Advah Biton criticizes Supreme Court decision

Advah Biton, mother of Adele Biton who was murdered by rock-throwing terrorists, sharply criticized High Court easing of punishment.

Yoel Domb,

Advah Biton
Advah Biton
Yoni Kempinski

Dr. Advah Biton, mother of Adele Biton who was murdered as a result of a rock-throwing attack, sharply criticized the Supreme Court decision to ease the punishment of rock-throwing Arab youth who had received prison sentences for throwing rocks at Jewish cars.

"Until when will they exploit our good-heartedness?" asked Biton in an interview with Galei Tzahal. "We see that the terrorists who perpetrate these acts interpret our mercy as a weakness. One must act forcefully against an enemy.

"It's time the court understood that a stone is just like a firearm; David killed Goliath with stones."

Yesterday, the Supreme Court eased the punishments of seven Arab youths indicted for three different incidents of rock-throwing at vehicles.

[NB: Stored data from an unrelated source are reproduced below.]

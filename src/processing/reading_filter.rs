//! Reading Filter
//!
//! Subsets the raw reading table before any aggregation. Rejects:
//! - Readings from regions outside the allow-list
//! - Readings outside the inclusive `[initial_date, end_date]` window
//! - Readings without a usable value
//! - Depth-to-water values above the plausibility bound (instrumentation
//!   error or confined aquifer); these are dropped, not recorded as missing
//!
//! Surviving readings are converted to elevation by negating the depth.

use chrono::{DateTime, NaiveDate, NaiveDateTime};
use serde::Serialize;
use std::collections::HashSet;
use tracing::debug;

use super::ProcessingError;
use crate::config::{DroughtConfig, RegionSubset};
use crate::types::{FilteredReading, Reading};

/// Bounds applied by the filter, resolved from the run configuration.
#[derive(Debug, Clone)]
pub struct FilterParams<'a> {
    pub region_subset: &'a RegionSubset,
    pub initial_date: NaiveDate,
    pub end_date: NaiveDate,
    pub max_raw_value: f64,
}

impl<'a> FilterParams<'a> {
    pub fn from_config(config: &'a DroughtConfig) -> Self {
        Self {
            region_subset: &config.filter.region_subset,
            initial_date: config.filter.initial_date,
            end_date: config.end_date(),
            max_raw_value: config.filter.max_raw_value,
        }
    }
}

/// Counts of kept and rejected readings, by reason.
#[derive(Debug, Clone, Default, PartialEq, Eq, Serialize)]
pub struct FilterReport {
    pub input: usize,
    pub kept: usize,
    pub outside_region: usize,
    pub outside_dates: usize,
    pub missing_value: usize,
    pub above_bound: usize,
}

/// Reasons for reading rejection
#[derive(Debug, Clone, Copy, PartialEq, Eq)]
enum RejectionReason {
    OutsideRegion,
    OutsideDates,
    MissingValue,
    AboveBound,
}

/// Filter raw readings and convert them to elevations.
///
/// Fails with a configuration error when an allow-listed region has no
/// readings at all, or when the date window is inverted.
pub fn filter_readings(
    readings: &[Reading],
    params: &FilterParams<'_>,
) -> Result<(Vec<FilteredReading>, FilterReport), ProcessingError> {
    if readings.is_empty() {
        return Err(ProcessingError::EmptyInput);
    }
    if params.initial_date > params.end_date {
        return Err(ProcessingError::InvalidDateRange {
            initial: params.initial_date,
            end: params.end_date,
        });
    }

    if let RegionSubset::Only(labels) = params.region_subset {
        let present: HashSet<&str> = readings.iter().map(|r| r.region_label.as_str()).collect();
        if let Some(missing) = labels.iter().find(|l| !present.contains(l.as_str())) {
            return Err(ProcessingError::UnknownRegion(missing.clone()));
        }
    }

    let mut report = FilterReport {
        input: readings.len(),
        ..FilterReport::default()
    };
    let mut kept = Vec::with_capacity(readings.len());

    for reading in readings {
        match validate(reading, params) {
            Ok(depth) => kept.push(FilteredReading {
                station_id: reading.station_id.clone(),
                region_label: reading.region_label.clone(),
                date: reading.timestamp,
                elevation: -depth,
            }),
            Err(reason) => match reason {
                RejectionReason::OutsideRegion => report.outside_region += 1,
                RejectionReason::OutsideDates => report.outside_dates += 1,
                RejectionReason::MissingValue => report.missing_value += 1,
                RejectionReason::AboveBound => report.above_bound += 1,
            },
        }
    }

    report.kept = kept.len();
    debug!(
        input = report.input,
        kept = report.kept,
        above_bound = report.above_bound,
        "Reading filter applied"
    );
    Ok((kept, report))
}

/// Validate a single reading, returning its depth to water.
fn validate(reading: &Reading, params: &FilterParams<'_>) -> Result<f64, RejectionReason> {
    if !params.region_subset.allows(&reading.region_label) {
        return Err(RejectionReason::OutsideRegion);
    }
    if reading.timestamp < params.initial_date || reading.timestamp > params.end_date {
        return Err(RejectionReason::OutsideDates);
    }
    let depth = match reading.raw_value {
        Some(v) if v.is_finite() => v,
        _ => return Err(RejectionReason::MissingValue),
    };
    if depth > params.max_raw_value {
        return Err(RejectionReason::AboveBound);
    }
    Ok(depth)
}

// ============================================================================
// Timestamp Parsing
// ============================================================================

const DATE_FORMATS: &[&str] = &["%Y-%m-%d", "%m/%d/%Y", "%Y/%m/%d"];

const DATETIME_FORMATS: &[&str] = &[
    "%Y-%m-%d %H:%M:%S%.f",
    "%Y-%m-%dT%H:%M:%S%.f",
    "%Y-%m-%d %H:%M",
    "%Y-%m-%dT%H:%M",
    "%m/%d/%Y %H:%M:%S",
    "%m/%d/%Y %H:%M",
];

/// Parse a measurement timestamp written in any of the formats the bulk
/// downloads mix together, keeping only the calendar date.
pub fn parse_timestamp(raw: &str) -> Option<NaiveDate> {
    let s = raw.trim();
    if s.is_empty() {
        return None;
    }
    if let Some(d) = DATE_FORMATS
        .iter()
        .find_map(|f| NaiveDate::parse_from_str(s, f).ok())
    {
        return Some(d);
    }
    if let Some(dt) = DATETIME_FORMATS
        .iter()
        .find_map(|f| NaiveDateTime::parse_from_str(s, f).ok())
    {
        return Some(dt.date());
    }
    DateTime::parse_from_rfc3339(s).ok().map(|dt| dt.date_naive())
}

In one of the incidents, a Jewish victim was injured by the rocks, and had to undergo medical treatment.

Initially, the punishments for the youths ranged from one to three years; after they appealed, their sentences were lowered to a range of two to nine months, with a mandatory compensation of 8,500 shekels ($2,242).

According to the indictment, the rock-throwing incidents occurred about a year ago. The youth threw rocks at Jewish passersby on Route 20, which connects between Pisgat Zeev and Route 443 in Jerusalem. In another incident, they injured a haredi man who had stopped on the side of the road to fix his car.

The Arabs appealed the sentence against them in the district court. Judge Uri Shoham accepted their appeal, ruling that the punishments were severe for minors, for most of whom this was their first criminal offense.

"We view the actions of the appellants with the utmost severity, especially since we're not talking about events which developed spontaneously, but which involved on-site planning, in the framework of which the appellants formed a plan for hurting Jews - because they were Jews," Judge Shoham wrote.

"Behavior of this kind, motivated by ideological concerns, meant to disrupt daily life in the state - needs a tough and deterring response in the form of tangible punishments. However, one cannot escape the fact that all the appellants were minors, aged 13.5 to 17, at the time the crimes were committed," Shoham noted.

"This court has stood, more than once, by the fact that, even in cases involving crimes committed for nationalistic reasons, a proper balance must be maintained when dealing with the punishment of a minor."

High Court judges Neal Hendel and Zvi Zilbertal also concurred with Shoham's ruling.